=== Records shown ===

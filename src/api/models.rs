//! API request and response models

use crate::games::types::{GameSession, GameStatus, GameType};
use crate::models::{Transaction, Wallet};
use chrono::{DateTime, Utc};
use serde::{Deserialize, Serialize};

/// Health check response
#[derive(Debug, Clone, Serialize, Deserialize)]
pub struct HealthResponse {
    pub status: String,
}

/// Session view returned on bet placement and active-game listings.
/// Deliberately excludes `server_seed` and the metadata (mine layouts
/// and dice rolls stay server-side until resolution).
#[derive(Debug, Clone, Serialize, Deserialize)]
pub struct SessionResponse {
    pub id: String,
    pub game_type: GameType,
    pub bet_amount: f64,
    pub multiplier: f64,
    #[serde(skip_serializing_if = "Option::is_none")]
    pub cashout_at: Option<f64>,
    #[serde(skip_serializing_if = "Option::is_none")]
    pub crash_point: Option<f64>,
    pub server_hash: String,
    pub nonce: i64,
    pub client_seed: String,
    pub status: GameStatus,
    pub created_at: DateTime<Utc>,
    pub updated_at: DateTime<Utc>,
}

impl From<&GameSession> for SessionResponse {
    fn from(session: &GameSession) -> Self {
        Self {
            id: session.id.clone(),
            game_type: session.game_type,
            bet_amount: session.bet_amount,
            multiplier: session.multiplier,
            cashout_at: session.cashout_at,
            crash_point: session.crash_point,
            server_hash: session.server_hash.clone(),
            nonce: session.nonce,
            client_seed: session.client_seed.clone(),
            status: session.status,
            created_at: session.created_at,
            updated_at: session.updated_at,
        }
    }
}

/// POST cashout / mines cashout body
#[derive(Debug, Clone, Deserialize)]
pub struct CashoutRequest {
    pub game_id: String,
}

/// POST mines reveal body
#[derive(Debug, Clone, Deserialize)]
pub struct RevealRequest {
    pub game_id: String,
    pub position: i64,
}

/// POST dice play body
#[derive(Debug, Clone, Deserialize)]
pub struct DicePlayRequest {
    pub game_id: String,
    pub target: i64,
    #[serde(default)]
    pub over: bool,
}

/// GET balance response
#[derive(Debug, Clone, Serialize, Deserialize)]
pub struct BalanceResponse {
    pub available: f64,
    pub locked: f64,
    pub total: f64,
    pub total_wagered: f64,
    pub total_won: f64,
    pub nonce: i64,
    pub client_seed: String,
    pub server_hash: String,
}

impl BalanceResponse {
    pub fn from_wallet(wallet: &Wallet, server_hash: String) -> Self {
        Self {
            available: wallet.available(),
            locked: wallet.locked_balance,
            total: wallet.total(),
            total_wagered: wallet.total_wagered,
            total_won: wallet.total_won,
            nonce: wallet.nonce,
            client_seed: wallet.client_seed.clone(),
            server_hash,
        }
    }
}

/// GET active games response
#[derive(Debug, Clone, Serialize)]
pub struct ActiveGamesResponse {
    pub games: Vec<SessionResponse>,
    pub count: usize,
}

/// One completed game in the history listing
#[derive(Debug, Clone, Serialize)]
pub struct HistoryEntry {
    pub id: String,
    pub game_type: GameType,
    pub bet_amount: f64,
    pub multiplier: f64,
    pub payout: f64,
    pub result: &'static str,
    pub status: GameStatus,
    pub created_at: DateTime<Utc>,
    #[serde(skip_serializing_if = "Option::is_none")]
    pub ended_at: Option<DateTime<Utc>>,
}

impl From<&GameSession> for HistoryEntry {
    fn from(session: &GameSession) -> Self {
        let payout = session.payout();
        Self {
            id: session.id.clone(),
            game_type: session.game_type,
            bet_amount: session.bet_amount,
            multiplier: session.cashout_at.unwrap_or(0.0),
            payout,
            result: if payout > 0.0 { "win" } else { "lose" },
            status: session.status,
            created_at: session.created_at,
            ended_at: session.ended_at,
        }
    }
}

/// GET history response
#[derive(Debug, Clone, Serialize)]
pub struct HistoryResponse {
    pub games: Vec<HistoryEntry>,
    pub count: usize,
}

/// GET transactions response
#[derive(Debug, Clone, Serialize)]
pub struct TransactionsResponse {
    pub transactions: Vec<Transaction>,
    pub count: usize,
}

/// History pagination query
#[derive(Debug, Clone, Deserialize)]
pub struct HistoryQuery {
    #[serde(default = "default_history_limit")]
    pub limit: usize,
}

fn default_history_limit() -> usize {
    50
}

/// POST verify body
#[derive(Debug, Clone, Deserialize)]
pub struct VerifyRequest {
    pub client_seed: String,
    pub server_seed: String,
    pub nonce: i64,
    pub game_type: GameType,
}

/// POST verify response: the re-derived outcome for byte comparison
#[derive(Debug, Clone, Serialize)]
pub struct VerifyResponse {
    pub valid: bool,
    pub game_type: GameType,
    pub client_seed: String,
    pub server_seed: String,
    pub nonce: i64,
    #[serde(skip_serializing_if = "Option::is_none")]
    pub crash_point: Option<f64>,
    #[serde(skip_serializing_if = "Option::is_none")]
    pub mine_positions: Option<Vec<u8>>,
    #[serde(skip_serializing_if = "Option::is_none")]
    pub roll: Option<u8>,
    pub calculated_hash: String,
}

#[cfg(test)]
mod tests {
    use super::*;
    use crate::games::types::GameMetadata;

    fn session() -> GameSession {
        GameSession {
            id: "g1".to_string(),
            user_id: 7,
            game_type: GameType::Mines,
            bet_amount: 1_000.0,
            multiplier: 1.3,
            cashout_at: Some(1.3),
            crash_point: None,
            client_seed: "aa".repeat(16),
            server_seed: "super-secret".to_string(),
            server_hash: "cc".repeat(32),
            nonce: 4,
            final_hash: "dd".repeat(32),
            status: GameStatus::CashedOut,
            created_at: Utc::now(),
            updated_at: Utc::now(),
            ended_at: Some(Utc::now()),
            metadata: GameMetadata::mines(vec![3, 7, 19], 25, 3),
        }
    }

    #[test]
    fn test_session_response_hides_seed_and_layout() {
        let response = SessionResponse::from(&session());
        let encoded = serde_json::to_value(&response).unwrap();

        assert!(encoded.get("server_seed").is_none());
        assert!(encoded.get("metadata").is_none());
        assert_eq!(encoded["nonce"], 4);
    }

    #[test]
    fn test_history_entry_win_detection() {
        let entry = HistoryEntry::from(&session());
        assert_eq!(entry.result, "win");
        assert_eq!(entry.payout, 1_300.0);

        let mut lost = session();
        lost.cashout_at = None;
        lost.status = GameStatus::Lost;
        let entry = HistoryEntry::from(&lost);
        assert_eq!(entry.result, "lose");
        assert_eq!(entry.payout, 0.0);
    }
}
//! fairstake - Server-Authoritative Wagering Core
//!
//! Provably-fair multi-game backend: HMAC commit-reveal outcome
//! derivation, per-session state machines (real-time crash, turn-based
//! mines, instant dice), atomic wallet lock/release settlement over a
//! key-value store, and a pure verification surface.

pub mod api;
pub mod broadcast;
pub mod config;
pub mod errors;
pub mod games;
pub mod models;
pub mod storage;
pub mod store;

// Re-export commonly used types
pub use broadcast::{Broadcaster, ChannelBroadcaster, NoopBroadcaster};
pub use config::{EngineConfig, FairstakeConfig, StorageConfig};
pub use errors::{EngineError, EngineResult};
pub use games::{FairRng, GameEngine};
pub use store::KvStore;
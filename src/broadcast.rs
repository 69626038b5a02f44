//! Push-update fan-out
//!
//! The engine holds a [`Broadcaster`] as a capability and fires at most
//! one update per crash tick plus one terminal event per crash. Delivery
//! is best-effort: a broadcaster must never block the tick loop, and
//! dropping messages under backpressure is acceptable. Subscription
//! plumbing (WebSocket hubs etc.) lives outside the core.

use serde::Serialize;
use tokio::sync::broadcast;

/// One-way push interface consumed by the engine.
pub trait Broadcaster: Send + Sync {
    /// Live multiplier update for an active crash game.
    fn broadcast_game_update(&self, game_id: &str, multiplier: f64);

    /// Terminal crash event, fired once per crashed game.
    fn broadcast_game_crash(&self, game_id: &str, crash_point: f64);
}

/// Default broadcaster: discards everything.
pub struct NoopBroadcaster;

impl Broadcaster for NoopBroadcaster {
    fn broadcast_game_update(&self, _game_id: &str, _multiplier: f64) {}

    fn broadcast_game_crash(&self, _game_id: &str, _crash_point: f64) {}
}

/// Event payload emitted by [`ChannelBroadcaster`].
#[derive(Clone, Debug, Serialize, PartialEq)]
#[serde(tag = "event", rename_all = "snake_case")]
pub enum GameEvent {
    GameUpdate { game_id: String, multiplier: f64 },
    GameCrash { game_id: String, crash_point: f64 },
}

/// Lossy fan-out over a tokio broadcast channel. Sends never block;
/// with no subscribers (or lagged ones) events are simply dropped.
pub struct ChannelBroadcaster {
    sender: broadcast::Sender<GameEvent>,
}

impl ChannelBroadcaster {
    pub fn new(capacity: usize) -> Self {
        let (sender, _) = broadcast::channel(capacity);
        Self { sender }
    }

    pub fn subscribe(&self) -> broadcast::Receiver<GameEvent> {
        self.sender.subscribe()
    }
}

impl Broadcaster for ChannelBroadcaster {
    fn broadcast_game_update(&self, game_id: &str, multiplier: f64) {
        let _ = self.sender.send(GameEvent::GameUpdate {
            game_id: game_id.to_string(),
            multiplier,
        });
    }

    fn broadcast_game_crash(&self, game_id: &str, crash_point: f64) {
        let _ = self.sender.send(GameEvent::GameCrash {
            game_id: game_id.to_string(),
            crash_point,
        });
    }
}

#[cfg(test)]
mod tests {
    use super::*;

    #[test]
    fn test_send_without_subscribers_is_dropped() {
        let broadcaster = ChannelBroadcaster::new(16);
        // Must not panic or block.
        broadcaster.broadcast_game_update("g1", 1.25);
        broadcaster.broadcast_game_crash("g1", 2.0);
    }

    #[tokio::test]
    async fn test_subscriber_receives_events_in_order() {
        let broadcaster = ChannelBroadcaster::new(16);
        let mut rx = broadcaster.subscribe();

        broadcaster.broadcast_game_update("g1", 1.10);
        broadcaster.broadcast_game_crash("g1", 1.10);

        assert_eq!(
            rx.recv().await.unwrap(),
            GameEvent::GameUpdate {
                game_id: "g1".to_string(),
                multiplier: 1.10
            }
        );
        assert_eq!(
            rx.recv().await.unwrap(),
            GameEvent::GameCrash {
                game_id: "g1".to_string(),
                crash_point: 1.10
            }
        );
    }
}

===

• **Description of the task**:
Whenever the string "locked" occurs in a line of the entries above, copy that line.

• **Written solution**:
    pub locked: f64,
            locked: wallet.locked_balance,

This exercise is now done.